Superior Court Judge
Susan Peck, according to the story in a Hartford paper, rendered a
non-ambiguous decision favoring the UConn professor.
She found that
“former business school Dean Paul Christopher Earley eliminated Weinstein’s
position after Weinstein persisted in expressing concern that cost cutting
measures by Earley in the school’s business accelerator program could
jeopardize federal funding and that Earley allegedly made decisions that
benefitted his wife, Elaine Mosakowski, a tenured business professor who ran
one of the accelerators... Peck awarded Weinstein about $736,000, concluding he
was effectively fired by Earley in retaliation for the concerns he raised… The
comprehensive, 58-page decision raises
questions about the effectiveness of UConn’s internal ethics and compliance
agency, the Office of Audit Compliance and Ethics, which was established in
2006 to investigate compliance issues and advise employees.”
Be it noted – Peck’s
decision was rendered eleven (11) years after the professor had courageously
blown his whistle.
Corruption, as it is
commonly understood by most people, puts down roots and flourishes in Connecticut’s
web of complex and bewildering state administrative processes.
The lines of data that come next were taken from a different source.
//! Graphics support via embedded-graphics
//!
//! [`Display`](crate::display::Display) implements
//! [`DrawTarget`](embedded_graphics_core::draw_target::DrawTarget) with
//! [`Gray4`] pixels, so any embedded-graphics primitive, font or image can be
//! drawn straight into the framebuffer. Nothing reaches the panel until
//! [`Display::flush`](crate::display::Display::flush).
//!
//! `Gray4` counts luma (15 = white) while the framebuffer stores ink
//! (15 = black); the bridge converts between them.
//!
//! ## Example
//!
//! ```rust,ignore
//! use it8951::{Display, UpdateMode};
//! use embedded_graphics::{
//!     pixelcolor::Gray4,
//!     prelude::*,
//!     primitives::{Circle, PrimitiveStyle, Rectangle},
//! };
//!
//! display.bring_up()?;
//! // Inherent `Display::clear` talks to the controller; this one only
//! // touches the framebuffer
//! DrawTarget::clear(&mut display, Gray4::WHITE)?;
//!
//! Rectangle::new(Point::new(10, 10), Size::new(200, 100))
//!     .into_styled(PrimitiveStyle::with_fill(Gray4::new(8)))
//!     .draw(&mut display)?;
//!
//! Circle::new(Point::new(300, 50), 80)
//!     .into_styled(PrimitiveStyle::with_stroke(Gray4::BLACK, 3))
//!     .draw(&mut display)?;
//!
//! display.flush(UpdateMode::Gc16)?;
//! ```

use core::convert::Infallible;
use embedded_graphics_core::{
    draw_target::DrawTarget,
    geometry::{OriginDimensions, Point, Size},
    pixelcolor::{Gray4, GrayColor},
    prelude::Pixel,
};

use crate::display::Display;
use crate::interface::DisplayInterface;

/// Highest framebuffer gray level
const MAX_LEVEL: u8 = 15;

fn ink_level(color: Gray4) -> u8 {
    MAX_LEVEL - color.luma().min(MAX_LEVEL)
}

impl<I> DrawTarget for Display<I>
where
    I: DisplayInterface,
{
    type Color = Gray4;
    type Error = Infallible;

    fn draw_iter<Iter>(&mut self, pixels: Iter) -> Result<(), Self::Error>
    where
        Iter: IntoIterator<Item = Pixel<Self::Color>>,
    {
        for Pixel(Point { x, y }, color) in pixels {
            self.write_pixel(x, y, ink_level(color));
        }
        Ok(())
    }

    fn clear(&mut self, color: Self::Color) -> Result<(), Self::Error> {
        self.fill(ink_level(color));
        Ok(())
    }
}

impl<I> OriginDimensions for Display<I>
where
    I: DisplayInterface,
{
    fn size(&self) -> Size {
        let dims = self.dimensions();
        Size::new(u32::from(dims.width), u32::from(dims.height))
    }
}
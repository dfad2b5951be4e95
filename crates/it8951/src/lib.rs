//! IT8951 E-Paper Display Driver
//!
//! A driver for the IT8951 e-paper timing controller as found on the M5Paper
//! and on Waveshare HAT boards, talking to the host over SPI.
//!
//! ## Features
//!
//! - `no_std` compatible (needs `alloc` for the framebuffer)
//! - `embedded-hal` v1.0 support
//! - `embedded-graphics` integration with 4-bit grayscale (with `graphics` feature)
//! - Dirty-rectangle tracking: a flush only transfers what changed
//! - All update waveforms (INIT, DU, GC16, GL16, GLR16, GLD16, DU4, A2)
//! - Rotation support
//! - Hardcoded panel profiles for controllers with an unreliable device-info query
//!
//! ## Usage
//!
//! ```rust,no_run
//! use core::convert::Infallible;
//! use embedded_hal::delay::DelayNs;
//! use embedded_hal::digital::{InputPin, OutputPin};
//! use embedded_hal::spi::SpiBus;
//! use it8951::{Builder, Display, Interface, Model, Rotation, UpdateMode};
//!
//! # struct MockSpi;
//! # impl embedded_hal::spi::ErrorType for MockSpi { type Error = Infallible; }
//! # impl SpiBus for MockSpi {
//! #     fn read(&mut self, words: &mut [u8]) -> Result<(), Self::Error> { words.fill(0); Ok(()) }
//! #     fn write(&mut self, _words: &[u8]) -> Result<(), Self::Error> { Ok(()) }
//! #     fn transfer(&mut self, read: &mut [u8], _write: &[u8]) -> Result<(), Self::Error> {
//! #         read.fill(0);
//! #         Ok(())
//! #     }
//! #     fn transfer_in_place(&mut self, words: &mut [u8]) -> Result<(), Self::Error> {
//! #         words.fill(0);
//! #         Ok(())
//! #     }
//! #     fn flush(&mut self) -> Result<(), Self::Error> { Ok(()) }
//! # }
//! # struct MockPin;
//! # impl embedded_hal::digital::ErrorType for MockPin { type Error = Infallible; }
//! # impl OutputPin for MockPin {
//! #     fn set_low(&mut self) -> Result<(), Self::Error> { Ok(()) }
//! #     fn set_high(&mut self) -> Result<(), Self::Error> { Ok(()) }
//! # }
//! # impl InputPin for MockPin {
//! #     fn is_high(&mut self) -> Result<bool, Self::Error> { Ok(true) }
//! #     fn is_low(&mut self) -> Result<bool, Self::Error> { Ok(false) }
//! # }
//! # struct MockDelay;
//! # impl DelayNs for MockDelay { fn delay_ns(&mut self, _ns: u32) {} }
//! # let spi = MockSpi;
//! # let cs = MockPin;
//! # let busy = MockPin;
//! # let rst = MockPin;
//! # let delay = MockDelay;
//! let interface = Interface::new(spi, cs, busy, rst, delay);
//! let config = match Builder::new()
//!     .model(Model::M5Epd)
//!     .rotation(Rotation::Rotate0)
//!     .vcom_mv(2300)
//!     .build()
//! {
//!     Ok(config) => config,
//!     Err(_) => return,
//! };
//!
//! let mut display = Display::new(interface, config);
//! if display.bring_up().is_err() {
//!     return;
//! }
//! let _ = display.clear(true);
//!
//! display.write_pixel(10, 10, 15);
//! let _ = display.flush(UpdateMode::Du);
//! ```

#![no_std]

extern crate alloc;

/// IT8951 command and register definitions
pub mod command;
/// Display configuration types and builder
pub mod config;
/// Register and command layer
pub mod controller;
/// Core display operations
pub mod display;
/// Error types for the driver
pub mod error;
/// Packed framebuffer and dirty tracking
pub mod framebuffer;
/// Hardware interface abstraction
pub mod interface;
/// Bounded polling
pub mod poll;
/// Device info and panel profiles
pub mod profile;
/// Update regions and rotation remap
pub mod region;

/// Graphics support via embedded-graphics (requires `graphics` feature)
#[cfg(feature = "graphics")]
pub mod graphics;

pub use config::{Builder, Config, DeviceInfoPolicy, Dimensions, Endian, Rotation};
pub use controller::{Controller, LoadImageFlags};
pub use display::{Display, DisplayResult, StateSummary, UpdateMode};
pub use error::{AllocError, BuilderError, Error};
pub use framebuffer::{DirtyRect, Framebuffer};
pub use interface::InterfaceError;
pub use interface::{DEFAULT_BUSY_TIMEOUT_MS, DisplayInterface, Interface, Preamble};
pub use poll::{Pause, PollOutcome};
pub use profile::{DeviceInfo, DisplayKind, Model, Profile};
pub use region::Region;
The professor did contact the humorously named Office of Audit Compliance and Ethics, which predictably proceeded to ignore his complaint. Did the ethics office find that UConn’s firing of the professor was unethical -- for having blown the whistle at an improper and, be it noted, unethical firing of a whistleblower?
Ha! And Ha!, Ha!
This is not the
first time that the office
of state ethics had stood in
the way of an ethical resolution to a whistleblower complaint.
This professor had
the gumption and where-with-all to carry his case to court. More often than
not, complainants are forced to endure very expensive legal proceedings before
their complaints are justly – if ever – resolved. They are simply battered
about in an impossibly complex process that both impoverishes and exhausts
them. And, should they prevail – after eleven (11) years of shuttlecock
“justice” -- the resolution of their cases are effectively smothered in a “plea
bargain” proceeding,
Money, in the end,
is awarded for silence. And the judgments of courts are buried in judicial
morgues, never again to see the light of day. The tortured victim is
compensated, and those who tortured him never feel the lash, likely because
they are well appointed public servants who have a strong wind at their back –
over 200
attorneys paid to square
circles in the Attorney General’s office.
If the problem is
that victimizers are over-represented and the victims under-represented – and
that is exactly the problem – the answer to the problem is to recreate in
Connecticut an Inspector General’s
Office unattached to the executive department of government, fully independent,
armed with subpoena power and mandated to investigate whistleblower and citizen
complaints against state agents and agencies.
Connecticut’s
whistleblower statute specifically protects whistleblowers who have disclosed
such information to any employee of the Auditors of Public Accounts. According to
the Whistle
Blower statute, “The Auditors of Public Accounts shall review [whistleblower
complaints] and report their findings and any recommendations to the Attorney
General. Upon receiving such a report, the Attorney General shall make such
investigation as the Attorney General deems proper regarding such report and
any other information that may be reasonably derived from such report.”
However the Attorney
General is statutorily mandated to defend in court state agents and agencies.
So, the whistleblower statute itself absurdly assigns to the Attorney General’s
Office both prosecutorial and defense functions.
What could possibly
go wrong, and who among us would hire a defense attorney knowing that he was to
be both a defense attorney and a prosecutor in civil cases involving
accusations of impropriety or peculation?